20th Century and Contemporary, Museums/Exhibits, Painting

In Commemoration of Lucian Freud

Painter Lucian Freud, grandson of Sigmund Freud, died on this day one year ago, and it is on this anniversary that we reflect on the English artist’s extraordinary legacy.  Perhaps best-known for his nude portraits, Freud perfected his style of portraiture during a period in the history of modern art when the artist abandoned representation and adopted abstraction. To many, his style is considered realist and Freud often commented on his work in similar terms. To the artist and Freud biographer Lawrence Gowing, Freud said, “For me the paint is the person” and to the art critic Robert Hughes, “I could never put anything into a picture that wasn’t actually there in front of me…That would be a pointless lie, a mere bit of artfulness.”  In Mr. Hughes’s words, Freud was simply “the greatest living realist painter”

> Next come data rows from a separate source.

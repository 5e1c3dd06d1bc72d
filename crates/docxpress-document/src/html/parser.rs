// SPDX-License-Identifier: PMPL-1.0-or-later
// Copyright (c) 2026 Jonathan D.A. Jewell (hyperpolymath) <jonathan.jewell@open.ac.uk>
//
// HTML parser: turns an HTML string into an owned tree of elements and text.
//
// `tl` does the tokenising; this module copies the borrowed VDom into owned
// nodes, lowercases tag and attribute names, decodes character references,
// and drops non-rendered subtrees (head, script, style, ...).

use std::collections::BTreeMap;

use tl::{Node, NodeHandle, Parser, ParserOptions};
use tracing::debug;

use docxpress_core::error::{DocxpressError, Result};

/// Elements whose subtree never contributes document content.
const SKIPPED_ELEMENTS: &[&str] = &[
    "head", "script", "style", "title", "meta", "link", "template", "noscript",
];

/// Nesting depth beyond which subtrees are dropped.
const MAX_DEPTH: usize = 256;

/// A node in the owned HTML tree.
#[derive(Debug, Clone, PartialEq)]
pub enum HtmlNode {
    Element(Element),
    /// Text with character references already decoded.
    Text(String),
}

/// An element with lowercase name and attributes.
#[derive(Debug, Clone, PartialEq)]
pub struct Element {
    pub name: String,
    pub attributes: BTreeMap<String, String>,
    pub children: Vec<HtmlNode>,
}

impl Element {
    pub fn new(name: impl Into<String>) -> Self {
        Self {
            name: name.into(),
            attributes: BTreeMap::new(),
            children: Vec::new(),
        }
    }

    /// Attribute value by (lowercase) name.
    pub fn attr(&self, name: &str) -> Option<&str> {
        self.attributes.get(name).map(String::as_str)
    }

    /// Concatenated text of all descendants.
    pub fn text_content(&self) -> String {
        let mut out = String::new();
        collect_text(&self.children, &mut out);
        out
    }
}

fn collect_text(nodes: &[HtmlNode], out: &mut String) {
    for node in nodes {
        match node {
            HtmlNode::Text(text) => out.push_str(text),
            HtmlNode::Element(el) => collect_text(&el.children, out),
        }
    }
}

/// Parse an HTML document or fragment.
///
/// When the input contains a `<body>` element only its children are
/// returned, so whole documents (as produced by the CSS inliner) and bare
/// fragments yield the same tree.
pub fn parse_html(html: &str) -> Result<Vec<HtmlNode>> {
    let dom = tl::parse(html, ParserOptions::default())
        .map_err(|e| DocxpressError::HtmlParse(e.to_string()))?;
    let parser = dom.parser();

    let nodes: Vec<HtmlNode> = dom
        .children()
        .iter()
        .filter_map(|handle| convert_node(handle, parser, 0))
        .collect();

    let nodes = match take_body(&nodes) {
        Some(body) => body,
        None => nodes,
    };

    debug!(input_len = html.len(), top_level = nodes.len(), "parsed HTML");
    Ok(nodes)
}

fn convert_node(handle: &NodeHandle, parser: &Parser<'_>, depth: usize) -> Option<HtmlNode> {
    if depth > MAX_DEPTH {
        return None;
    }

    match handle.get(parser)? {
        Node::Raw(bytes) => {
            let raw = bytes.as_utf8_str();
            if raw.is_empty() {
                None
            } else {
                Some(HtmlNode::Text(decode_entities(&raw)))
            }
        }
        Node::Comment(_) => None,
        Node::Tag(tag) => {
            let name = tag.name().as_utf8_str().to_ascii_lowercase();
            // Doctype and processing instructions surface as tags starting with '!' or '?'.
            if name.starts_with('!') || name.starts_with('?') {
                return None;
            }
            if SKIPPED_ELEMENTS.contains(&name.as_str()) {
                return None;
            }

            let mut element = Element::new(name);
            for (key, value) in tag.attributes().iter() {
                let value = value.map(|v| decode_entities(&v)).unwrap_or_default();
                element.attributes.insert(key.to_ascii_lowercase(), value);
            }

            let children = tag.children();
            for child in children.top().iter() {
                if let Some(node) = convert_node(&child, parser, depth + 1) {
                    element.children.push(node);
                }
            }

            Some(HtmlNode::Element(element))
        }
    }
}

/// Find the first `<body>` element and return a copy of its children.
fn take_body(nodes: &[HtmlNode]) -> Option<Vec<HtmlNode>> {
    for node in nodes {
        if let HtmlNode::Element(el) = node {
            if el.name == "body" {
                return Some(el.children.clone());
            }
            if let Some(found) = take_body(&el.children) {
                return Some(found);
            }
        }
    }
    None
}

/// Decode HTML character references (`&amp;`, `&#169;`, `&#xA9;`, ...).
///
/// Unknown or malformed references are kept verbatim.
pub fn decode_entities(input: &str) -> String {
    if !input.contains('&') {
        return input.to_owned();
    }

    let mut out = String::with_capacity(input.len());
    let mut rest = input;

    while let Some(amp) = rest.find('&') {
        out.push_str(&rest[..amp]);
        let tail = &rest[amp..];

        // References are short; look for the terminating ';' close by.
        let decoded = tail
            .char_indices()
            .take(12)
            .find(|(_, c)| *c == ';')
            .and_then(|(semi, _)| resolve_reference(&tail[1..semi]).map(|c| (c, semi)));

        match decoded {
            Some((ch, semi)) => {
                out.push(ch);
                rest = &tail[semi + 1..];
            }
            None => {
                out.push('&');
                rest = &tail[1..];
            }
        }
    }

    out.push_str(rest);
    out
}

fn resolve_reference(name: &str) -> Option<char> {
    if let Some(num) = name.strip_prefix('#') {
        let code = match num.strip_prefix(['x', 'X']) {
            Some(hex) => u32::from_str_radix(hex, 16).ok()?,
            None => num.parse::<u32>().ok()?,
        };
        return char::from_u32(code);
    }

    let ch = match name {
        "amp" => '&',
        "lt" => '<',
        "gt" => '>',
        "quot" => '"',
        "apos" => '\'',
        "nbsp" => '\u{00A0}',
        "copy" => '\u{00A9}',
        "reg" => '\u{00AE}',
        "trade" => '\u{2122}',
        "mdash" => '\u{2014}',
        "ndash" => '\u{2013}',
        "hellip" => '\u{2026}',
        "lsquo" => '\u{2018}',
        "rsquo" => '\u{2019}',
        "ldquo" => '\u{201C}',
        "rdquo" => '\u{201D}',
        "bull" => '\u{2022}',
        "middot" => '\u{00B7}',
        "euro" => '\u{20AC}',
        "pound" => '\u{00A3}',
        "yen" => '\u{00A5}',
        "cent" => '\u{00A2}',
        "sect" => '\u{00A7}',
        "para" => '\u{00B6}',
        "deg" => '\u{00B0}',
        "plusmn" => '\u{00B1}',
        "times" => '\u{00D7}',
        "divide" => '\u{00F7}',
        "laquo" => '\u{00AB}',
        "raquo" => '\u{00BB}',
        _ => return None,
    };
    Some(ch)
}

#[cfg(test)]
mod tests {
    use super::*;

    fn element(node: &HtmlNode) -> &Element {
        match node {
            HtmlNode::Element(el) => el,
            HtmlNode::Text(t) => panic!("expected element, got text {t:?}"),
        }
    }

    #[test]
    fn parses_nested_fragment() {
        let nodes = parse_html("<p>Hello <b>world</b></p>").unwrap();
        assert_eq!(nodes.len(), 1);
        let p = element(&nodes[0]);
        assert_eq!(p.name, "p");
        assert_eq!(p.children.len(), 2);
        assert_eq!(p.text_content(), "Hello world");
    }

    #[test]
    fn full_document_yields_body_children() {
        let html = "<!DOCTYPE html><html><head><title>T</title><style>p{}</style></head>\
                    <body><h1>Title</h1><p>Body</p></body></html>";
        let nodes = parse_html(html).unwrap();
        let names: Vec<_> = nodes
            .iter()
            .filter_map(|n| match n {
                HtmlNode::Element(el) => Some(el.name.as_str()),
                _ => None,
            })
            .collect();
        assert_eq!(names, ["h1", "p"]);
    }

    #[test]
    fn names_are_lowercased_and_attributes_kept() {
        let nodes = parse_html(r#"<DIV Style="color: red" ALIGN="center">x</DIV>"#).unwrap();
        let div = element(&nodes[0]);
        assert_eq!(div.name, "div");
        assert_eq!(div.attr("style"), Some("color: red"));
        assert_eq!(div.attr("align"), Some("center"));
    }

    #[test]
    fn scripts_and_comments_are_dropped() {
        let nodes = parse_html("<p>a<!-- hidden --><script>var x;</script>b</p>").unwrap();
        assert_eq!(element(&nodes[0]).text_content(), "ab");
    }

    #[test]
    fn entities_are_decoded() {
        assert_eq!(decode_entities("Fish &amp; Chips"), "Fish & Chips");
        assert_eq!(decode_entities("&lt;tag&gt;"), "<tag>");
        assert_eq!(decode_entities("&#169; &#xA9;"), "\u{A9} \u{A9}");
        assert_eq!(decode_entities("a&nbsp;b"), "a\u{A0}b");
        assert_eq!(decode_entities("AT&T & co"), "AT&T & co");
        assert_eq!(decode_entities("&unknown;"), "&unknown;");
    }

    #[test]
    fn attribute_values_are_decoded() {
        let nodes = parse_html(r#"<a href="/q?a=1&amp;b=2">link</a>"#).unwrap();
        assert_eq!(element(&nodes[0]).attr("href"), Some("/q?a=1&b=2"));
    }
}
// SPDX-License-Identifier: PMPL-1.0-or-later
// Copyright (c) 2026 Jonathan D.A. Jewell (hyperpolymath) <jonathan.jewell@open.ac.uk>
//
// Text watermark rendered as a VML WordArt shape in the header.
//
// This is the construct word processors emit for their own "DRAFT" style
// watermarks: a page-centred text path behind the body text, repeated on
// every page because it lives in the default header.

use docxpress_core::error::Result;
use docxpress_core::types::WatermarkOptions;

use super::xml::XmlWriter;
use crate::html::style::{first_font_family, parse_color};
use crate::html::{Declarations, Element, HtmlNode, parse_html};

pub const VML_NAMESPACE: &str = "urn:schemas-microsoft-com:vml";
pub const OFFICE_NAMESPACE: &str = "urn:schemas-microsoft-com:office:office";
pub const WORD10_NAMESPACE: &str = "urn:schemas-microsoft-com:office:word";

const DEFAULT_COLOR: &str = "C0C0C0";
const DEFAULT_FONT: &str = "Calibri";

/// Shape-type formulas of the plain text WordArt preset (`o:spt="136"`).
const TEXT_PATH_FORMULAS: &[&str] = &[
    "sum #0 0 10800",
    "prod #0 2 1",
    "sum 21600 0 @1",
    "sum 0 0 @2",
    "sum 21600 0 @3",
    "if @0 @3 0",
    "if @0 21600 @1",
    "if @0 0 @2",
    "if @0 @4 21600",
    "mid @5 @6",
    "mid @8 @5",
    "mid @7 @8",
    "mid @6 @7",
    "sum @6 0 @5",
];

/// A resolved watermark ready to be written.
#[derive(Debug, Clone, PartialEq)]
pub struct Watermark {
    pub text: String,
    pub width_pt: f64,
    pub height_pt: f64,
    /// Clockwise rotation normalised to `[0, 360)`.
    pub rotation_deg: f64,
    pub opacity: f64,
    /// Fill colour as `RRGGBB`.
    pub color: String,
    pub font: String,
}

impl Watermark {
    /// Resolve watermark options. Returns `None` when the HTML has no
    /// visible text.
    pub fn from_options(options: &WatermarkOptions) -> Result<Option<Self>> {
        let nodes = parse_html(&options.html)?;
        let text = nodes
            .iter()
            .map(node_text)
            .collect::<String>()
            .split_whitespace()
            .collect::<Vec<_>>()
            .join(" ");
        if text.is_empty() {
            return Ok(None);
        }

        let color = find_style(&nodes, &|el| {
            el.attr("style")
                .map(Declarations::parse)
                .and_then(|d| d.get("color").and_then(parse_color))
                .or_else(|| el.attr("color").and_then(parse_color))
        })
        .unwrap_or_else(|| DEFAULT_COLOR.to_owned());

        let font = find_style(&nodes, &|el| {
            el.attr("style")
                .map(Declarations::parse)
                .and_then(|d| d.get("font-family").and_then(first_font_family))
                .or_else(|| el.attr("face").and_then(first_font_family))
        })
        .unwrap_or_else(|| DEFAULT_FONT.to_owned());

        Ok(Some(Self {
            text,
            width_pt: options.width_pt,
            height_pt: options.height_pt,
            rotation_deg: normalize_rotation(options.rotation_deg),
            opacity: options.opacity.clamp(0.0, 1.0),
            color,
            font,
        }))
    }

    /// Write the watermark as a run (`w:r` containing `w:pict`).
    pub fn write_run(&self, w: &mut XmlWriter) -> Result<()> {
        w.start("w:r", &[])?;
        w.start("w:rPr", &[])?;
        w.empty("w:noProof", &[])?;
        w.end("w:rPr")?;
        w.start("w:pict", &[])?;

        write_shape_type(w)?;

        let style = format!(
            "position:absolute;margin-left:0;margin-top:0;width:{}pt;height:{}pt;\
             rotation:{};z-index:-251657216;mso-position-horizontal:center;\
             mso-position-horizontal-relative:page;mso-position-vertical:center;\
             mso-position-vertical-relative:page",
            self.width_pt, self.height_pt, self.rotation_deg
        );
        let fill = format!("#{}", self.color);
        w.start(
            "v:shape",
            &[
                ("id", "PowerPlusWaterMarkObject1"),
                ("o:spid", "_x0000_s2049"),
                ("type", "#_x0000_t136"),
                ("style", &style),
                ("o:allowincell", "f"),
                ("fillcolor", &fill),
                ("stroked", "f"),
            ],
        )?;
        w.empty("v:fill", &[("opacity", &self.opacity.to_string())])?;
        let text_style = format!("font-family:\"{}\";font-size:1pt", self.font);
        w.empty(
            "v:textpath",
            &[("style", &text_style), ("string", &self.text)],
        )?;
        w.empty("w10:wrap", &[("anchorx", "page"), ("anchory", "page")])?;
        w.end("v:shape")?;

        w.end("w:pict")?;
        w.end("w:r")
    }
}

fn write_shape_type(w: &mut XmlWriter) -> Result<()> {
    w.start(
        "v:shapetype",
        &[
            ("id", "_x0000_t136"),
            ("coordsize", "21600,21600"),
            ("o:spt", "136"),
            ("adj", "10800"),
            ("path", "m@7,l@8,m@5,21600l@6,21600e"),
        ],
    )?;
    w.start("v:formulas", &[])?;
    for eqn in TEXT_PATH_FORMULAS {
        w.empty("v:f", &[("eqn", eqn)])?;
    }
    w.end("v:formulas")?;
    w.empty(
        "v:path",
        &[
            ("textpathok", "t"),
            ("o:connecttype", "custom"),
            ("o:connectlocs", "@9,0;@10,10800;@11,21600;@12,10800"),
            ("o:connectangles", "270,180,90,0"),
        ],
    )?;
    w.empty("v:textpath", &[("on", "t"), ("fitshape", "t")])?;
    w.start("v:handles", &[])?;
    w.empty("v:h", &[("position", "#0,bottomRight"), ("xrange", "6629,14971")])?;
    w.end("v:handles")?;
    w.empty("o:lock", &[("v:ext", "edit"), ("text", "t"), ("shapetype", "t")])?;
    w.end("v:shapetype")
}

/// Map any angle onto `[0, 360)`.
pub fn normalize_rotation(deg: f64) -> f64 {
    let normalized = deg.rem_euclid(360.0);
    if normalized.is_finite() { normalized } else { 0.0 }
}

fn node_text(node: &HtmlNode) -> String {
    match node {
        HtmlNode::Text(text) => text.clone(),
        // Block boundaries separate words.
        HtmlNode::Element(el) => format!(" {} ", el.text_content()),
    }
}

/// First value produced by `pick` in document order.
fn find_style(nodes: &[HtmlNode], pick: &dyn Fn(&Element) -> Option<String>) -> Option<String> {
    nodes.iter().find_map(|node| match node {
        HtmlNode::Element(el) => pick(el).or_else(|| find_style(&el.children, pick)),
        HtmlNode::Text(_) => None,
    })
}

#[cfg(test)]
mod tests {
    use super::*;

    fn options(html: &str) -> WatermarkOptions {
        WatermarkOptions {
            html: html.into(),
            width_pt: 200.0,
            height_pt: 100.0,
            rotation_deg: -45.0,
            opacity: 0.2,
        }
    }

    #[test]
    fn resolves_text_color_and_font() {
        let wm = Watermark::from_options(&options(
            r#"<div style="font-family: 'Arial Black'"><span style="color: red">CONFIDENTIAL</span>
               copy</div>"#,
        ))
        .unwrap()
        .unwrap();
        assert_eq!(wm.text, "CONFIDENTIAL copy");
        assert_eq!(wm.color, "FF0000");
        assert_eq!(wm.font, "Arial Black");
        assert_eq!(wm.rotation_deg, 315.0);
    }

    #[test]
    fn defaults_and_empty_text() {
        let wm = Watermark::from_options(&options("<p>DRAFT</p>")).unwrap().unwrap();
        assert_eq!(wm.color, DEFAULT_COLOR);
        assert_eq!(wm.font, DEFAULT_FONT);
        assert!(Watermark::from_options(&options("<p>  </p>")).unwrap().is_none());
    }

    #[test]
    fn rotation_is_normalized() {
        assert_eq!(normalize_rotation(-45.0), 315.0);
        assert_eq!(normalize_rotation(180.0), 180.0);
        assert_eq!(normalize_rotation(-180.0), 180.0);
        assert_eq!(normalize_rotation(0.0), 0.0);
    }

    #[test]
    fn writes_vml_shape() {
        let wm = Watermark::from_options(&options("<b>DRAFT</b>")).unwrap().unwrap();
        let mut w = XmlWriter::new().unwrap();
        wm.write_run(&mut w).unwrap();
        let xml = String::from_utf8(w.finish()).unwrap();
        assert!(xml.contains(r#"string="DRAFT""#));
        assert!(xml.contains("width:200pt;height:100pt;rotation:315"));
        assert!(xml.contains(r#"<v:fill opacity="0.2"/>"#));
        assert!(xml.contains(r##"fillcolor="#C0C0C0""##));
    }
}
// SPDX-License-Identifier: PMPL-1.0-or-later
// Copyright (c) 2026 Jonathan D.A. Jewell (hyperpolymath) <jonathan.jewell@open.ac.uk>
//
// Application configuration.
//
// Sources are layered lowest to highest: built-in defaults, an optional TOML
// file, then `DOCXPRESS__SECTION__KEY` environment variables.

use std::path::Path;

use serde::{Deserialize, Serialize};
use tracing::debug;

use crate::error::Result;
use crate::types::DocumentDefaults;

/// Environment variable prefix for configuration overrides.
pub const ENV_PREFIX: &str = "DOCXPRESS";

/// Listener settings.
#[derive(Debug, Clone, PartialEq, Serialize, Deserialize)]
#[serde(default)]
pub struct ServerConfig {
    /// Interface to bind (default all interfaces).
    pub host: String,
    /// TCP port (default 3000).
    pub port: u16,
    /// Largest accepted request body in bytes (default 10 MiB).
    pub max_body_bytes: usize,
}

impl Default for ServerConfig {
    fn default() -> Self {
        Self {
            host: "0.0.0.0".into(),
            port: 3000,
            max_body_bytes: 10 * 1024 * 1024,
        }
    }
}

/// Service settings.
#[derive(Debug, Clone, Default, PartialEq, Serialize, Deserialize)]
#[serde(default)]
pub struct AppConfig {
    pub server: ServerConfig,
    pub document: DocumentDefaults,
}

impl AppConfig {
    /// Load configuration, optionally reading a TOML file first.
    ///
    /// A missing file is an error only when a path was given explicitly.
    pub fn load(path: Option<&Path>) -> Result<Self> {
        let mut builder = config::Config::builder()
            .add_source(config::Config::try_from(&AppConfig::default())?);

        if let Some(path) = path {
            debug!(path = %path.display(), "reading configuration file");
            builder = builder.add_source(
                config::File::from(path).format(config::FileFormat::Toml),
            );
        }

        builder = builder.add_source(
            config::Environment::with_prefix(ENV_PREFIX)
                .prefix_separator("__")
                .separator("__")
                .try_parsing(true),
        );

        Ok(builder.build()?.try_deserialize()?)
    }

    /// `host:port` string for binding the listener.
    pub fn bind_address(&self) -> String {
        format!("{}:{}", self.server.host, self.server.port)
    }
}

#[cfg(test)]
mod tests {
    use std::io::Write;

    use super::*;
    use crate::types::Orientation;

    #[test]
    fn defaults_listen_on_3000_with_10mb_limit() {
        let config = AppConfig::default();
        assert_eq!(config.server.port, 3000);
        assert_eq!(config.server.max_body_bytes, 10 * 1024 * 1024);
        assert_eq!(config.bind_address(), "0.0.0.0:3000");
        assert_eq!(config.document.font_family, "Times New Roman");
    }

    #[test]
    fn load_without_file_yields_defaults() {
        let config = AppConfig::load(None).unwrap();
        assert_eq!(config.server.max_body_bytes, AppConfig::default().server.max_body_bytes);
        assert_eq!(
            config.document.page.dimensions(Orientation::Portrait),
            (12240, 15840)
        );
    }

    #[test]
    fn file_overrides_individual_keys() {
        let mut file = tempfile::Builder::new().suffix(".toml").tempfile().unwrap();
        writeln!(
            file,
            "[server]\nport = 8088\n\n[document]\nfont_family = \"Arial\"\n\n[document.page]\nmargin_left = 720"
        )
        .unwrap();

        let config = AppConfig::load(Some(file.path())).unwrap();
        assert_eq!(config.server.port, 8088);
        assert_eq!(config.server.host, "0.0.0.0");
        assert_eq!(config.document.font_family, "Arial");
        assert_eq!(config.document.page.margin_left, 720);
        assert_eq!(config.document.page.margin_right, 1800);
    }

    #[test]
    fn missing_explicit_file_is_an_error() {
        let dir = tempfile::tempdir().unwrap();
        let missing = dir.path().join("absent.toml");
        assert!(AppConfig::load(Some(&missing)).is_err());
    }
}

But in many ways, his style transcended the realist tradition—Freud painted life in a magnificently unique and powerful style. In memoriam to the artist, Starr Figura of MoMA last year wrote the excerpt below which offers a vivid description of Freud’s dynamic style and personality:

The first time I met Freud, when I was preparing the Museum’s 2007 exhibition, I told him that one of the things I admired most about his etchings was the way they could be appreciated for their realism and their abstraction, all at once. That you could look at them as a straight representation of the sitter, but then when you really started to look and spend time with them, what emerged was a mesmerizing abstraction; you lost yourself in the messy beauty of his accumulated lines. I sputtered something to that effect, and Freud, who had said very little to that point, turned to look at me and replied, “You make me want to do more.”

A retrospective of Freud’s portraits, “Lucian Freud: Portraits” was displayed at the National Portrait Gallery in London this year; the exhibition was hugely popular. Eager viewers flocked from all over Europe to see the 130 works assembled in the small rooms of the gallery. The United States welcomed the same exhibition at the Fort Worth Museum of Modern Art on July 1. From his portrait of the Queen to his huge portraits of exposed flesh, Freud has made a lasting mark on modern art that continues to influence artists living today.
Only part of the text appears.